Stored entries:
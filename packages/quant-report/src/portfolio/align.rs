//! Price alignment and return derivation.
//!
//! Restricts a set of price series to the dates every requested asset has a
//! usable observation for, then derives per-asset returns on that common index.

use crate::types::{normalize_asset, PriceMap, PriceSeries, ReturnSeries};
use crate::{Error, Result};
use chrono::NaiveDate;
use std::collections::{BTreeMap, BTreeSet};

/// Per-asset returns sharing one date index.
#[derive(Debug, Clone, PartialEq)]
pub struct AlignedReturns {
    dates: Vec<NaiveDate>,
    columns: BTreeMap<String, Vec<f64>>,
}

impl AlignedReturns {
    /// The common date index.
    pub fn dates(&self) -> &[NaiveDate] {
        &self.dates
    }

    /// Number of return periods.
    pub fn len(&self) -> usize {
        self.dates.len()
    }

    pub fn is_empty(&self) -> bool {
        self.dates.is_empty()
    }

    /// Raw return values for one asset.
    pub fn column(&self, asset: &str) -> Option<&[f64]> {
        self.columns.get(&normalize_asset(asset)).map(Vec::as_slice)
    }

    /// Return series for one asset on the common index.
    pub fn series(&self, asset: &str) -> Result<ReturnSeries> {
        let values = self
            .column(asset)
            .ok_or_else(|| Error::MissingAsset(normalize_asset(asset)))?;
        ReturnSeries::new(self.dates.clone(), values.to_vec())
    }
}

/// Align the requested assets' prices on their common dates and derive returns.
///
/// Asset identifiers are matched after normalization, so `"spy"` in `prices`
/// satisfies a request for `"SPY"`. Observations with non-finite prices count as
/// missing. Only dates present for every requested asset are kept (inner join);
/// assets in `prices` that were not requested never shrink the index. Returns are the period-over-period
/// percentage change; the first aligned row and any row where some asset's return
/// is undefined are dropped.
///
/// # Errors
///
/// * `InvalidInput` if two keys of `prices` normalize to the same asset
/// * `MissingAsset` if a requested asset has no price series
/// * `InsufficientData` if fewer than 2 aligned price observations remain, or
///   no defined return survives
pub fn align_returns<S: AsRef<str>>(prices: &PriceMap, assets: &[S]) -> Result<AlignedReturns> {
    let requested: BTreeSet<String> = assets
        .iter()
        .map(|a| normalize_asset(a.as_ref()))
        .collect();
    if requested.is_empty() {
        return Err(Error::InsufficientData("no assets requested".to_string()));
    }

    let by_asset = normalized_view(prices)?;

    // Usable observations per requested asset
    let mut observations: BTreeMap<&str, BTreeMap<NaiveDate, f64>> = BTreeMap::new();
    for asset in &requested {
        let asset = asset.as_str();
        let series = by_asset
            .get(asset)
            .ok_or_else(|| Error::MissingAsset(asset.to_string()))?;
        let usable: BTreeMap<NaiveDate, f64> = series
            .points()
            .iter()
            .filter(|p| p.price.is_finite())
            .map(|p| (p.date, p.price))
            .collect();
        if usable.len() < series.len() {
            tracing::debug!(
                asset,
                dropped = series.len() - usable.len(),
                "Dropped non-finite price observations"
            );
        }
        observations.insert(asset, usable);
    }

    // Inner join on date
    let mut common: Vec<NaiveDate> = match observations.values().next() {
        Some(first) => first.keys().copied().collect(),
        None => Vec::new(),
    };
    common.retain(|date| observations.values().all(|obs| obs.contains_key(date)));

    if common.len() < 2 {
        return Err(Error::InsufficientData(format!(
            "{} aligned price observations across {:?}, need at least 2",
            common.len(),
            requested
        )));
    }

    let mut dates = Vec::with_capacity(common.len() - 1);
    let mut columns: BTreeMap<String, Vec<f64>> = requested
        .iter()
        .map(|a| (a.clone(), Vec::with_capacity(common.len() - 1)))
        .collect();
    let mut undefined_rows = 0usize;

    for pair in common.windows(2) {
        let (prev, curr) = (pair[0], pair[1]);
        let row: Vec<(&str, f64)> = observations
            .iter()
            .map(|(&asset, obs)| (asset, obs[&curr] / obs[&prev] - 1.0))
            .collect();

        if row.iter().any(|(_, r)| !r.is_finite()) {
            undefined_rows += 1;
            continue;
        }

        dates.push(curr);
        for (asset, r) in row {
            if let Some(column) = columns.get_mut(asset) {
                column.push(r);
            }
        }
    }

    if undefined_rows > 0 {
        tracing::debug!(undefined_rows, "Dropped rows with undefined returns");
    }

    if dates.is_empty() {
        return Err(Error::InsufficientData(
            "no defined returns after alignment".to_string(),
        ));
    }

    tracing::debug!(
        assets = requested.len(),
        periods = dates.len(),
        "Aligned price series"
    );

    Ok(AlignedReturns { dates, columns })
}

/// Price series keyed by normalized asset identifier.
fn normalized_view(prices: &PriceMap) -> Result<BTreeMap<String, &PriceSeries>> {
    let mut by_asset = BTreeMap::new();
    for (key, series) in prices {
        let asset = normalize_asset(key);
        if by_asset.insert(asset.clone(), series).is_some() {
            return Err(Error::InvalidInput(format!(
                "asset {} appears more than once in the price map",
                asset
            )));
        }
    }
    Ok(by_asset)
}

/// Assets to align for a run: the weighted assets plus the benchmark.
pub(crate) fn requested_assets<'a>(
    weighted: impl Iterator<Item = &'a str>,
    benchmark_id: &str,
) -> Vec<String> {
    let mut assets: BTreeSet<String> = weighted.map(str::to_string).collect();
    assets.insert(normalize_asset(benchmark_id));
    assets.into_iter().collect()
}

Instructions for the task:
Each line from the one containing "let (prev, curr)" to the final line above should be written out exactly; please omit the others.

The completed task:
        let (prev, curr) = (pair[0], pair[1]);
        let row: Vec<(&str, f64)> = observations
            .iter()
            .map(|(&asset, obs)| (asset, obs[&curr] / obs[&prev] - 1.0))
            .collect();

        if row.iter().any(|(_, r)| !r.is_finite()) {
            undefined_rows += 1;
            continue;
        }

        dates.push(curr);
        for (asset, r) in row {
            if let Some(column) = columns.get_mut(asset) {
                column.push(r);
            }
        }
    }

    if undefined_rows > 0 {
        tracing::debug!(undefined_rows, "Dropped rows with undefined returns");
    }

    if dates.is_empty() {
        return Err(Error::InsufficientData(
            "no defined returns after alignment".to_string(),
        ));
    }

    tracing::debug!(
        assets = requested.len(),
        periods = dates.len(),
        "Aligned price series"
    );

    Ok(AlignedReturns { dates, columns })
}

/// Price series keyed by normalized asset identifier.
fn normalized_view(prices: &PriceMap) -> Result<BTreeMap<String, &PriceSeries>> {
    let mut by_asset = BTreeMap::new();
    for (key, series) in prices {
        let asset = normalize_asset(key);
        if by_asset.insert(asset.clone(), series).is_some() {
            return Err(Error::InvalidInput(format!(
                "asset {} appears more than once in the price map",
                asset
            )));
        }
    }
    Ok(by_asset)
}

/// Assets to align for a run: the weighted assets plus the benchmark.
pub(crate) fn requested_assets<'a>(
    weighted: impl Iterator<Item = &'a str>,
    benchmark_id: &str,
) -> Vec<String> {
    let mut assets: BTreeSet<String> = weighted.map(str::to_string).collect();
    assets.insert(normalize_asset(benchmark_id));
    assets.into_iter().collect()
}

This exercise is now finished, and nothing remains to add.